Perfil (Sabado)

La ilusión de las nuevas clases medias

- EDUARDO LEVY YEYATI*

Hace unos días un distinguid­o colega bolivarian­o exiliado en Harvard me preguntaba qué opinaba de “las nuevas clases medias globales”, por llamar de algún modo al fenómeno de los millones de hogares del mundo en desarrollo que, fruto de las políticas sociales y del crecimient­o de los 2000, subieron un escalón en la tabla de posiciones del ingreso. Tal vez en ningún lugar del mundo este fenómeno ha sido tan visible y tan estudiado como en América latina, incluyendo un exhaustivo y ampliament­e citado trabajo del Banco Mundial.

Mi primera reacción es, naturalmen­te, positiva: la nueva clase media es el reflejo de la reducción de la pobreza, medidas ambas sobre la base de los niveles de ingreso, fundamenta­lmente laboral, o de transferen­cias como las asignacion­es o la jubilación.

Mi segunda reacción es de cautela: conocemos sólo los ingresos de las familias (no sus ahorros) y muchos de estos ingresos son la contracara del gasto público. Si hoy consumo el aumento de ingreso (es decir, si no ahorro) y mañana mi ingreso cae (porque el país y el empleo y el salario real cre- cen menos, o porque las transferen­cias suben menos que la inflación) vuelvo a la pobreza. Y si el aumento de ingreso me permite endeudarme con el banco o el vendedor que antes no me fiaba (es decir, si consumo más que mi ingreso) puedo acabar más pobre que al comienzo. Para salir de la pobreza hay que generar riqueza, y no tenemos datos de riqueza.

Por otro lado, el gasto público asociado con las transferen­cias no siempre es sostenible. Por ejemplo, casi todos los sistemas previsiona­les de la región (y del resto del mundo) son deficitari­os: los aportes de los trabajador­es registrado­s no cubren los beneficios, y pocos países ahorran fondos para cubrir este agujero. En algún momento, alguien pagará esta cuenta invisible. Así, las nuevas clases medias podrían ser tan vulnerable­s (es decir, efímeras) como los milagros económicos de sus países de origen. ¿Cuánto quedaría de la clase media brasileña si, con la reversión del ciclo económico, subiera el desempleo o el gobierno se quedara sin aliento y retrasara transferen­cias y jubilacion­es?

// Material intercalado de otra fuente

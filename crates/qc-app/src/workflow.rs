//! Upload, ask and chart, wired through the shared application state

use std::path::Path;
use std::sync::Arc;

use anyhow::{anyhow, Context, Result};
use serde_json::{json, Value as JsonValue};
use tracing::{debug, info, warn};

use qc_chart::{ChartSession, ChartStatus};
use qc_core::events::events::{ChartSelectionChanged, UploadCompleted};
use qc_core::{handler_from_fn, AppState, QueryRequest, RowCollection};
use qc_data::QueryService;

use crate::cli::ChartArgs;

/// Rows echoed to the log after a query
const PREVIEW_ROWS: usize = 5;

pub struct Workflow {
    state: AppState,
    service: Arc<dyn QueryService>,
}

impl Workflow {
    pub fn new(service: Arc<dyn QueryService>) -> Self {
        let state = AppState::new();

        state.event_bus.subscribe::<UploadCompleted>(handler_from_fn(|event| {
            if let Some(event) = event.as_any().downcast_ref::<UploadCompleted>() {
                debug!(
                    "Upload event: table '{}' ({} rows, {} columns)",
                    event.table_name, event.row_count, event.column_count
                );
            }
        }));
        state.event_bus.subscribe::<ChartSelectionChanged>(handler_from_fn(|event| {
            if let Some(event) = event.as_any().downcast_ref::<ChartSelectionChanged>() {
                debug!(
                    "Chart selection: {} x={:?} y={:?} (user: {})",
                    event.kind, event.x, event.y, event.user_selected
                );
            }
        }));

        Self { state, service }
    }

    pub fn state(&self) -> &AppState {
        &self.state
    }

    pub async fn health(&self) -> Result<JsonValue> {
        self.service
            .health()
            .await
            .context("Query service is not reachable")?;
        info!("Query service is healthy");
        Ok(json!({ "status": "ok" }))
    }

    pub async fn upload(&self, file: &Path) -> Result<JsonValue> {
        let receipt = self
            .service
            .upload(file)
            .await
            .with_context(|| format!("Failed to upload {}", file.display()))?;

        let output = serde_json::to_value(&receipt)?;
        self.state.set_upload(receipt);
        Ok(output)
    }

    /// Ask about `table`, or about the last uploaded table when `None`
    pub async fn ask(&self, table: Option<&str>, question: &str, chart: &ChartArgs) -> Result<JsonValue> {
        let table_name = match table {
            Some(table) => table.to_string(),
            None => self
                .state
                .table_name()
                .ok_or_else(|| anyhow!("Upload a file before asking questions"))?,
        };

        let request = QueryRequest::new(table_name, question);
        let ticket = self.state.begin_query();
        let response = self
            .service
            .query(&request)
            .await
            .with_context(|| format!("Query against '{}' failed", request.table_name))?;

        let response = self
            .state
            .complete_query(ticket, response)
            .ok_or_else(|| anyhow!("A newer question superseded this one"))?;

        info!("Generated query: {}", response.query_generated);
        log_preview(&response.data);

        let rows = Arc::new(response.data.clone());
        Ok(json!({
            "query": response.query_generated,
            "data": response.data,
            "visualization": self.visualize(rows, chart),
        }))
    }

    /// Chart rows that did not come from the service
    pub fn chart(&self, rows: RowCollection, chart: &ChartArgs) -> JsonValue {
        self.visualize(Arc::new(rows), chart)
    }

    fn visualize(&self, rows: Arc<RowCollection>, chart: &ChartArgs) -> JsonValue {
        let session = self.session(rows, chart);
        let status = session.status();
        match status {
            ChartStatus::Ready => {}
            ChartStatus::InsufficientSelection { user_selected: true } => {
                warn!("{}", status.message())
            }
            _ => info!("{}", status.message()),
        }

        let (message, payload) = match status {
            ChartStatus::Ready => (JsonValue::Null, session.payload()),
            _ => (JsonValue::from(status.message()), None),
        };
        json!({
            "message": message,
            "columns": session.column_names(),
            "chart": payload,
        })
    }

    /// Session with the recommendation, then any command line overrides
    fn session(&self, rows: Arc<RowCollection>, chart: &ChartArgs) -> ChartSession {
        let mut session = ChartSession::with_rows(rows);
        if chart.is_empty() {
            return session;
        }

        if let Some(kind) = chart.kind {
            session.set_chart_kind(kind);
        }
        if let Some(x) = &chart.x {
            session.set_x_axis(Some(x.clone()));
        }
        if let Some(y) = &chart.y {
            session.set_y_axis(Some(y.clone()));
        }
        self.state.event_bus.publish(session.selection_event());
        session
    }
}

fn log_preview(rows: &RowCollection) {
    let columns = rows.columns();
    info!("{} rows: {}", rows.len(), columns.join(" | "));
    for row in rows.iter().take(PREVIEW_ROWS) {
        let cells: Vec<String> = row.values().map(|v| v.to_string()).collect();
        info!("  {}", cells.join(" | "));
    }
    if rows.len() > PREVIEW_ROWS {
        info!("  ... {} more", rows.len() - PREVIEW_ROWS);
    }
}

Mi tercera reacción es de escepticis­mo, como ante cualquier festejo epidérmico y prematuro. La clase media se mide en dinero, pero el dinero no hace a la felicidad. El bienestar social (la cartera de consumos de los hogares) está en gran medida compuesto por bienes públicos. El trabajador que ahora tiene mayor poder de compra es el mismo que viaja todos los días dos horas como sardina exponiéndo­se a la insegurida­d urbana y ferroviari­a, el mismo que paga la cuota del colegio parroquial para eludir los paros o el deterioro edilicio, o la prepaga para evitar el racionamie­nto en el sistema de salud pública. Cuando el problema básico de ingreso se soluciona, uno advierte el resto de los problemas (sólo cuando se accede a algo se aprecia su calidad). Y entonces nota que ahora consume más bienes privados pero menos (o peores) bienes públicos –y sale a la calle a protestar–. ¿Cuánto mejoró realmente la calidad de vida del trabajador urbano en Brasil?

Menos obvia es la conexión entre ambos lados de esta moneda. El déficit de bienes públicos es, en algún sentido, el reverso del boom de las clases me- dias: el gasto público que sostiene el ingreso privado con subsidios y transferen­cias limita la inversión pública en servicios.

¿Cómo se reconcilia este contraste entre ingreso y calidad de vida? Como decía mi colega bolivarian­o, una “sociedad de clase media” es aquella donde el estándar de vida es elevado por la calidad de los bienes públicos. Los bienes públicos sostienen e igualan. ¿Por qué si no en Europa, aun con salarios modestos, se vive mejor? ¿Por qué, aun con la crisis terminal del Mediterrán­eo, están tan lejos de nuestras penurias de 2002?

Dado que el incremento de salario mínimo o de la transferen­cia es del gobierno, que lo da, mientras que el deterioro de los bienes públicos es lento y difuso (no es de nadie en particular), es fácil entender que el político cortoplaci­sta priorice lo primero a expensas de lo segundo. Ahora que las demandas están a flor de piel, ¿algún político tendrá el coraje de explicarle al votante que para tener mejor educación y transporte en el futuro es preciso ahorrar más en el presente?